* WORK REQUIRED
Look for the string "OutOfBounds" in the listing below, then copy every line that has it.

○ ○ ○ ○

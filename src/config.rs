/*
config.rs

Copyright 2025 Hervé Quatremain

This file is part of Escaperoom.

Escaperoom is free software: you can redistribute it and/or modify it under the
terms of the GNU General Public License as published by the Free Software
Foundation, either version 3 of the License, or (at your option) any later
version.

Escaperoom is distributed in the hope that it will be useful, but WITHOUT ANY
WARRANTY; without even the implied warranty of MERCHANTABILITY or FITNESS FOR
A PARTICULAR PURPOSE. See the GNU General Public License for more details.

You should have received a copy of the GNU General Public License along with
Escaperoom. If not, see <https://www.gnu.org/licenses/>.

SPDX-License-Identifier: GPL-3.0-or-later
*/

//! Build constants and default puzzle parameters.

pub static PKGNAME: &str = env!("CARGO_PKG_NAME");
pub static VERSION: &str = env!("CARGO_PKG_VERSION");
pub static COPYRIGHT_NOTICE: &str = "
Copyright 2025 Hervé Quatremain
License GPLv3+: GNU GPL version 3 or later <https://gnu.org/licenses/gpl.html>.
This is free software: you are free to change and redistribute it.
There is NO WARRANTY, to the extent permitted by law.";

/// Leaderboard file for the Tower of Hanoi.
pub static HANOI_LEADERBOARD: &str = "hanoi_leaderboard.txt";

/// Leaderboard file for Lights Out.
pub static LIGHTS_LEADERBOARD: &str = "lights_leaderboard.txt";

/// Leaderboard file for the sliding puzzle.
pub static SLIDING_LEADERBOARD: &str = "sliding_leaderboard.txt";

/// Number of rows (and columns) of the sliding puzzle.
pub const SLIDING_GRID_SIZE: usize = 3;

/// Number of rows (and columns) of the Lights Out puzzle.
pub const LIGHTS_GRID_SIZE: usize = 5;

/// Number of rings in the Tower of Hanoi.
pub const HANOI_RING_COUNT: usize = 6;

/// Longest player name or passcode that the prompt accepts.
pub const MAX_INPUT_LEN: usize = 10;

/// Digits that open the safe in the room.
pub const LOCK_COMBINATION: [u8; 3] = [3, 1, 4];

/// Passcode for the door.
pub static DOOR_PASSCODE: &str = "BOLT";

/// Time the wall clock must show, as (hour, minute).
pub const CLOCK_TARGET: (u8, u8) = (8, 20);
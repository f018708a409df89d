/*
lights_out.rs

Copyright 2025 Hervé Quatremain

This file is part of Escaperoom.

Escaperoom is free software: you can redistribute it and/or modify it under the
terms of the GNU General Public License as published by the Free Software
Foundation, either version 3 of the License, or (at your option) any later
version.

Escaperoom is distributed in the hope that it will be useful, but WITHOUT ANY
WARRANTY; without even the implied warranty of MERCHANTABILITY or FITNESS FOR
A PARTICULAR PURPOSE. See the GNU General Public License for more details.

You should have received a copy of the GNU General Public License along with
Escaperoom. If not, see <https://www.gnu.org/licenses/>.

SPDX-License-Identifier: GPL-3.0-or-later
*/

//! Lights Out puzzle.
//!
//! Toggling a light also toggles the lights directly above, below, left, and right of it.
//! Neighbors outside the grid are skipped; the grid does not wrap around.
//! The puzzle is solved when every light is off (`false`).
//!
//! The starting layout is built by toggling random lights of a grid that is all off.
//! Because a toggle undoes itself, replaying the same toggles solves the puzzle, so every
//! generated layout can be solved.

use log::debug;
use rand::Rng;

use super::{Puzzle, PuzzleError, PuzzleKind};

/// Offsets of the lights toggled by a click, the clicked light included.
const STENCIL: [(isize, isize); 5] = [(0, 0), (-1, 0), (1, 0), (0, -1), (0, 1)];

/// Lights Out puzzle state.
#[derive(Debug, Clone)]
pub struct LightsOut {
    /// Number of rows (and columns).
    grid_size: usize,

    /// Light states in row-major order. `true` is on.
    lights: Vec<bool>,

    /// Number of player toggles.
    /// Starts at -1 because the click that opens the puzzle is counted as a toggle.
    move_count: i64,
}

impl LightsOut {
    /// Create a [`LightsOut`] object with a random layout.
    pub fn new(grid_size: usize) -> Result<Self, PuzzleError> {
        Self::with_rng(grid_size, &mut rand::rng())
    }

    /// Same as [`LightsOut::new`], but draw the random numbers from `rng`.
    pub fn with_rng<R: Rng + ?Sized>(grid_size: usize, rng: &mut R) -> Result<Self, PuzzleError> {
        if grid_size == 0 {
            return Err(PuzzleError::InvalidGridSize);
        }
        let mut puzzle: LightsOut = Self {
            grid_size,
            lights: vec![false; grid_size * grid_size],
            move_count: -1,
        };
        puzzle.scramble(rng);
        Ok(puzzle)
    }

    /// Create a [`LightsOut`] object from the given row-major light states.
    #[cfg(test)]
    pub fn from_lights(grid_size: usize, lights: Vec<bool>) -> Result<Self, PuzzleError> {
        if grid_size == 0 {
            return Err(PuzzleError::InvalidGridSize);
        }
        if lights.len() != grid_size * grid_size {
            return Err(PuzzleError::InvalidLayout(grid_size * grid_size));
        }
        Ok(Self {
            grid_size,
            lights,
            move_count: -1,
        })
    }

    /// Toggle a random number of random lights, starting from the current state.
    ///
    /// The number of toggles is between `grid_size² / 2` (included) and `grid_size²` (excluded).
    /// A larger grid that ends up all off is scrambled again, so the player always gets
    /// something to solve.
    fn scramble<R: Rng + ?Sized>(&mut self, rng: &mut R) {
        let cells: usize = self.grid_size * self.grid_size;

        loop {
            let toggle_count: usize = rng.random_range(cells / 2..cells);
            for _ in 0..toggle_count {
                let row: usize = rng.random_range(0..self.grid_size);
                let col: usize = rng.random_range(0..self.grid_size);
                self.flip(row, col);
            }
            debug!("Lights Out: scrambled with {toggle_count} toggle(s)");
            if self.grid_size == 1 || !self.is_solved() {
                break;
            }
        }
    }

    /// Flip the given light and its neighbors inside the grid.
    fn flip(&mut self, row: usize, col: usize) {
        for (dr, dc) in STENCIL {
            let (Some(r), Some(c)) = (row.checked_add_signed(dr), col.checked_add_signed(dc))
            else {
                continue;
            };
            if r < self.grid_size && c < self.grid_size {
                let i: usize = r * self.grid_size + c;
                self.lights[i] = !self.lights[i];
            }
        }
    }

    /// Player click on a light: flip it and its neighbors, and count the move.
    ///
    /// # Errors
    ///
    /// The method returns [`PuzzleError::OutOfBounds`] if the position is outside the grid.
    pub fn toggle(&mut self, row: usize, col: usize) -> Result<(), PuzzleError> {
        if row >= self.grid_size || col >= self.grid_size {
            return Err(PuzzleError::OutOfBounds { row, col });
        }
        self.flip(row, col);
        self.move_count += 1;
        Ok(())
    }

    /// Number of rows (and columns).
    pub fn grid_size(&self) -> usize {
        self.grid_size
    }

    /// Whether the given light is on, or None if outside the grid.
    pub fn is_on(&self, row: usize, col: usize) -> Option<bool> {
        if row >= self.grid_size || col >= self.grid_size {
            return None;
        }
        Some(self.lights[row * self.grid_size + col])
    }
}

impl Puzzle for LightsOut {
    fn kind(&self) -> PuzzleKind {
        PuzzleKind::Lights
    }

    fn is_solved(&self) -> bool {
        self.lights.iter().all(|on| !*on)
    }

    fn move_count(&self) -> i64 {
        self.move_count
    }
}
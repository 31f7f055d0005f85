/// Violations and the self-termination paths.
///
/// Every violation is fatal. Termination always logs first on a best-effort
/// basis and then kills the process with a signal it cannot catch.
use std::backtrace::Backtrace;
use std::panic::AssertUnwindSafe;
use std::time::Duration;

/// A condition that makes the watchdog kill its process.
#[derive(Debug, Clone, PartialEq, Eq)]
pub enum Violation {
    /// No reset within the deadline.
    Timeout { duration: Duration },
    /// Resident memory above the ceiling threshold.
    MemoryCeiling { rss_bytes: u64, ceiling_bytes: u64 },
    /// Too many resets within the activity timeframe.
    Frenetic {
        resets: usize,
        max_resets: usize,
        timeframe: Duration,
    },
}

impl std::fmt::Display for Violation {
    fn fmt(&self, f: &mut std::fmt::Formatter<'_>) -> std::fmt::Result {
        match self {
            Violation::Timeout { duration } => {
                write!(f, "no reset within {}s", duration.as_secs())
            }
            Violation::MemoryCeiling {
                rss_bytes,
                ceiling_bytes,
            } => write!(
                f,
                "resident memory {rss_bytes} bytes exceeds 95% of the {ceiling_bytes} byte ceiling"
            ),
            Violation::Frenetic {
                resets,
                max_resets,
                timeframe,
            } => write!(
                f,
                "{resets} resets within {}s exceeds the limit of {max_resets}",
                timeframe.as_secs()
            ),
        }
    }
}

/// Log the violation together with the current backtrace.
///
/// Never panics: a failure inside the logging layer is swallowed so it cannot
/// keep the process alive.
pub fn log_violation(violation: &Violation) {
    let _ = std::panic::catch_unwind(AssertUnwindSafe(|| {
        tracing::error!(%violation, "self-destructing");
        let backtrace = Backtrace::force_capture();
        tracing::error!("pending context:\n{backtrace}");
    }));
}

/// Log, then kill the current process with `SIGKILL`.
#[cfg(unix)]
pub fn self_destruct(violation: &Violation) -> ! {
    log_violation(violation);
    kill_self()
}

/// Send `SIGKILL` to our own pid.
///
/// A signal sent to the calling process is delivered before `kill(2)`
/// returns, so the abort is only reached if the kill itself failed.
#[cfg(unix)]
pub fn kill_self() -> ! {
    use nix::sys::signal::{kill, Signal};
    use nix::unistd::Pid;

    let _ = kill(Pid::this(), Signal::SIGKILL);
    std::process::abort()
}

#[cfg(unix)]
const ALARM_MESSAGE: &[u8] = b"selfwatch: deadline expired without reset, self-destructing\n";

/// `SIGALRM` handler.
///
/// Runs in whatever code the alarm interrupted, so it only uses
/// async-signal-safe calls: one raw write to stderr, then `kill(2)`.
#[cfg(unix)]
pub(crate) extern "C" fn on_alarm(_signum: nix::libc::c_int) {
    use nix::sys::signal::{kill, Signal};
    use nix::unistd::Pid;

    let _ = nix::unistd::write(std::io::stderr(), ALARM_MESSAGE);
    let _ = kill(Pid::this(), Signal::SIGKILL);
}

/// Log, then kill the current process through an OS process handle.
pub fn destruct_via_handle(violation: &Violation) -> ! {
    log_violation(violation);
    kill_via_handle()
}

fn kill_via_handle() -> ! {
    use sysinfo::{Pid, ProcessRefreshKind, ProcessesToUpdate, System};

    let pid = Pid::from_u32(std::process::id());
    let mut sys = System::new();
    sys.refresh_processes_specifics(
        ProcessesToUpdate::Some(&[pid]),
        true,
        ProcessRefreshKind::new(),
    );
    match sys.process(pid) {
        Some(process) => {
            if !process.kill() {
                tracing::error!(pid = pid.as_u32(), "process handle refused kill");
            }
        }
        None => tracing::error!(pid = pid.as_u32(), "own process not found"),
    }
    std::process::abort()
}

#[cfg(test)]
mod tests {
    use super::*;

    #[test]
    fn test_timeout_display() {
        let v = Violation::Timeout {
            duration: Duration::from_secs(5),
        };
        assert_eq!(v.to_string(), "no reset within 5s");
    }

    #[test]
    fn test_memory_display_names_both_sizes() {
        let v = Violation::MemoryCeiling {
            rss_bytes: 1000,
            ceiling_bytes: 1024,
        };
        let msg = v.to_string();
        assert!(msg.contains("1000 bytes"));
        assert!(msg.contains("1024 byte ceiling"));
    }

    #[test]
    fn test_frenetic_display() {
        let v = Violation::Frenetic {
            resets: 4,
            max_resets: 3,
            timeframe: Duration::from_secs(60),
        };
        assert_eq!(v.to_string(), "4 resets within 60s exceeds the limit of 3");
    }

    #[test]
    fn test_log_violation_does_not_panic_without_subscriber() {
        log_violation(&Violation::Timeout {
            duration: Duration::from_secs(1),
        });
    }
}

○ ○ ○ ○

* SOLUTION TO THIS TASK
    /// The method returns [`PuzzleError::OutOfBounds`] if the position is outside the grid.
            return Err(PuzzleError::OutOfBounds { row, col });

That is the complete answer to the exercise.